Barclays Africa shares ended 4.6% lower on the JSE on Friday at R146.07. Old Mutual shed 7.5% to R38.40.
PSG Wealth portfolio manager Adrian Cloete said Old Mutual’s US asset management business‚ Omam‚ had become more valuable in rand due to the currency moves.
“But it is just 5%-10% of Old Mutual’s overall value.”
From a UK investor’s perspective‚ Old Mutual Emerging Markets and the stake in Nedbank were a bigger proportion of overall value than the UK Wealth business.
“If the UK Wealth business and Nedbank are unbundled to shareholders‚ there is no change in the overall impact from Brexit‚” Cloete said.
He said the price Barclays plc would receive for its Barclays Africa stake would depend on the price Barclays Africa was trading at the time the shares were placed with institutions‚ if it was done through a normal book-building process.
“The proceeds Barclays plc received in pounds for its Barclays Africa stake would depend on the rand/pound exchange rate at the time.”
The pound lost 8% against the dollar on Friday.
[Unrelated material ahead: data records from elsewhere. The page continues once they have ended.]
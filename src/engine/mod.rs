//! Designer Engine - node registry, document tree and lifecycle.
//!
//! - Registry: index allocation, id mapping, element id generation
//! - Tree: parent/child links in document order
//! - Lifecycle: checked node state transitions
//!
//! # Architecture
//!
//! Nodes are indices. The registry hands them out, the tree links them, and
//! the node store (see [`crate::nodes`]) maps each index to its view state:
//!
//! ```text
//! #0 Canvas   (parent=none)
//! #1 Section  (parent=#0, id=TF-00001)
//! #2 Field    (parent=#1, id=TF-00002)
//! ```

mod lifecycle;
mod registry;
pub mod tree;

pub use lifecycle::*;
pub use registry::*;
The rand lost 5.1% against the dollar and firmed 4.2% against the pound.
Analysts said there was uncertainty about market volatility and the future of the EU in the longer term.
“The big risk is that the EU would implode‚” Inkunzi Investments senior trader Petri Redelinghuys said.
He said market volatility was guaranteed over the next two years.
“Even Germany may decide at one point that the future existence of the EU was in jeopardy‚” he said.
Momentum Investments macro research head Herman van Papendorp said more than 80 000 pages of agreements would have to be renegotiated in Britain’s attempt to dissolve its 43-year partnership with the EU.
“This could take between four and five years to finalise,” he said.
Novare research head Nosibusiso Ngqondoyi said that if Brexit weakened the EU‚ “potential contagion remains a risk for the global economy‚ already faced with problems ranging from weak growth and deflation to high debt and unemployment”.